05-05-2024 06:02 PM Jerusalem Timing

Japan Returns Ambassador to S. Korea, Calls Island Control "Illegal"

Japan Returns Ambassador to S. Korea, Calls Island Control

Japan will send its ambassador Masatoshi Muto back to South Korea one week after recalling him, as an ongoing territorial dispute heightens between Tokyo and Seoul over sovereignty of a chain of islands in the Sea of Japan.

Japan, South Korea on the workd mapJapan will send its ambassador Masatoshi Muto back to South Korea one week after recalling him, as an ongoing territorial dispute heightens between Tokyo and Seoul over sovereignty of a chain of islands in the Sea of Japan (East Sea), Chinese Foreign Minister Koichiro Gemba said on Wednesday.

The move comes just one day after Japan formally proposed to South Korea that the two countries take the territorial feud to the Hague-based International Court of Justice (ICJ) for arbitration.

Gemba told a news conference Wednesday that Ambassador Masatoshi Muto will return to Seoul later in the day to "resolve the dispute from inside South Korea." He added that Japan needed to express its unwavering position on the territorial issue from inside South Korea, Chinese news agency Xinhua reported.

Japan's foreign minister also said that sending Muto back to Seoul was in line with Prime Minister Yoshihiko Noda's policy to resolve the heightening feud by peaceful means and based on international law.

But Tokyo stiffened its rhetoric on the disputed islands, known as Takeshima in Japan and Dokdo in South Korea, with Gemba saying in a parliamentary session earlier Wednesday that South Korea's control of the islets amounted to an illegal occupation.

"We are in a situation where we cannot exercise part of our jurisdiction because of South Korea," Gemba was quoted by local media as saying. "We can say this situation constitutes an illegal occupation."

Both Gemba and Defense Minister Satoshi Morimoto used the expression "illegal occupation" for the first time since the ruling Democratic Party of Japan (DPJ) took power in 2009 -- marking a volitional change in the severity of language used by the Japanese government to describe its stance on the territorial dispute.

Gemba's remarks Wednesday came after South Korea swiftly rejected Japan's proposal to South Korea to take the island row to the ICJ to seek resolution on the issue.

South Korean Foreign Minister Kim Sung-hwan stated that the proposal from Japan is "not worth consideration," and warned that South Korea will take stern measures against Japan if it " continues to raise any unjustified issue over the islets," according to local media reports.

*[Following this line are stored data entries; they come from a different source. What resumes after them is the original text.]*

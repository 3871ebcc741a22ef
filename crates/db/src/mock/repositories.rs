use chrono::NaiveDate;
use mockall::mock;
use uuid::Uuid;

use crate::models::{DbReservation, DbSalon, DbService, DbStaff, DbUser};
use crate::repositories::reservation::NewReservation;
use salonbook_core::models::salon::{CreateSalonRequest, UpdateSalonRequest};

// Mock repositories for testing
mock! {
    pub SalonRepo {
        pub async fn create_salon(&self, req: CreateSalonRequest) -> eyre::Result<DbSalon>;

        pub async fn get_salon_by_id(&self, id: Uuid) -> eyre::Result<Option<DbSalon>>;

        pub async fn list_salons(
            &self,
            page: i64,
            limit: i64,
            search: Option<&'static str>,
        ) -> eyre::Result<Vec<DbSalon>>;

        pub async fn update_salon(
            &self,
            id: Uuid,
            req: UpdateSalonRequest,
        ) -> eyre::Result<Option<DbSalon>>;

        pub async fn delete_salon(&self, id: Uuid) -> eyre::Result<bool>;
    }
}

mock! {
    pub StaffRepo {
        pub async fn get_staff_by_id(&self, id: Uuid) -> eyre::Result<Option<DbStaff>>;

        pub async fn get_staff_by_salon(&self, salon_id: Uuid) -> eyre::Result<Vec<DbStaff>>;

        pub async fn get_first_active_staff(
            &self,
            salon_id: Uuid,
        ) -> eyre::Result<Option<DbStaff>>;
    }
}

mock! {
    pub ServiceRepo {
        pub async fn get_service_by_id(&self, id: Uuid) -> eyre::Result<Option<DbService>>;

        pub async fn get_services_by_salon(
            &self,
            salon_id: Uuid,
        ) -> eyre::Result<Vec<DbService>>;
    }
}

mock! {
    pub UserRepo {
        pub async fn create_user(
            &self,
            email: &'static str,
            password_hash: &'static str,
            name: &'static str,
            phone: &'static str,
        ) -> eyre::Result<DbUser>;

        pub async fn get_user_by_email(&self, email: &'static str) -> eyre::Result<Option<DbUser>>;

        pub async fn get_user_by_id(&self, id: Uuid) -> eyre::Result<Option<DbUser>>;
    }
}

mock! {
    pub ReservationRepo {
        pub async fn create_reservation(
            &self,
            new: NewReservation,
        ) -> eyre::Result<DbReservation>;

        pub async fn get_reservations_for_staff_day(
            &self,
            staff_id: Uuid,
            date: NaiveDate,
        ) -> eyre::Result<Vec<DbReservation>>;

        pub async fn list_reservations_for_user(
            &self,
            user_id: Uuid,
        ) -> eyre::Result<Vec<DbReservation>>;

        pub async fn get_reservation_for_user(
            &self,
            id: Uuid,
            user_id: Uuid,
        ) -> eyre::Result<Option<DbReservation>>;

        pub async fn reschedule_reservation(
            &self,
            id: Uuid,
            user_id: Uuid,
            start_time: chrono::DateTime<chrono::Utc>,
            end_time: chrono::DateTime<chrono::Utc>,
            notes: Option<&'static str>,
        ) -> eyre::Result<Option<DbReservation>>;

        pub async fn update_reservation_status(
            &self,
            id: Uuid,
            status: &'static str,
        ) -> eyre::Result<bool>;
    }
}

Gemba also rapped Kim for echoing remarks made by South Korean President Lee Myung-bak, calling for Japan's Emperor Akihito to apologize for the nation's past colonial rule of the Korean Peninsula if he were to visit South Korea.

Lee's comments were made on the back of an unprecedented visit by a South Korean president to the islands just days before the August 15 anniversary of Japan's World War II surrender, which ended its 35-year colonial rule over the Korean Peninsular.

The Japanese government is considering postponing an upcoming Japan-South Korea summit and intergovernmental consultations that are scheduled for the near future, in an official show of disapproval towards their South Korean counterparts, lawmakers here have said.

In addition, Finance Minister Jun Azumi also said that Japan may scale back its currency swap deal with South Korea from the current 70 billion U.S. dollar level.

Azumi will also be postponing this weekend's meeting with his counterpart in Seoul and Trade and Economy Minister Yukio Edano has decided not to hold bilateral talks with South Korean officials at the Association of Southeast Asian Nations economic ministerial meeting, which takes place later in August, officials said, in a sign the row will not rest in the near future.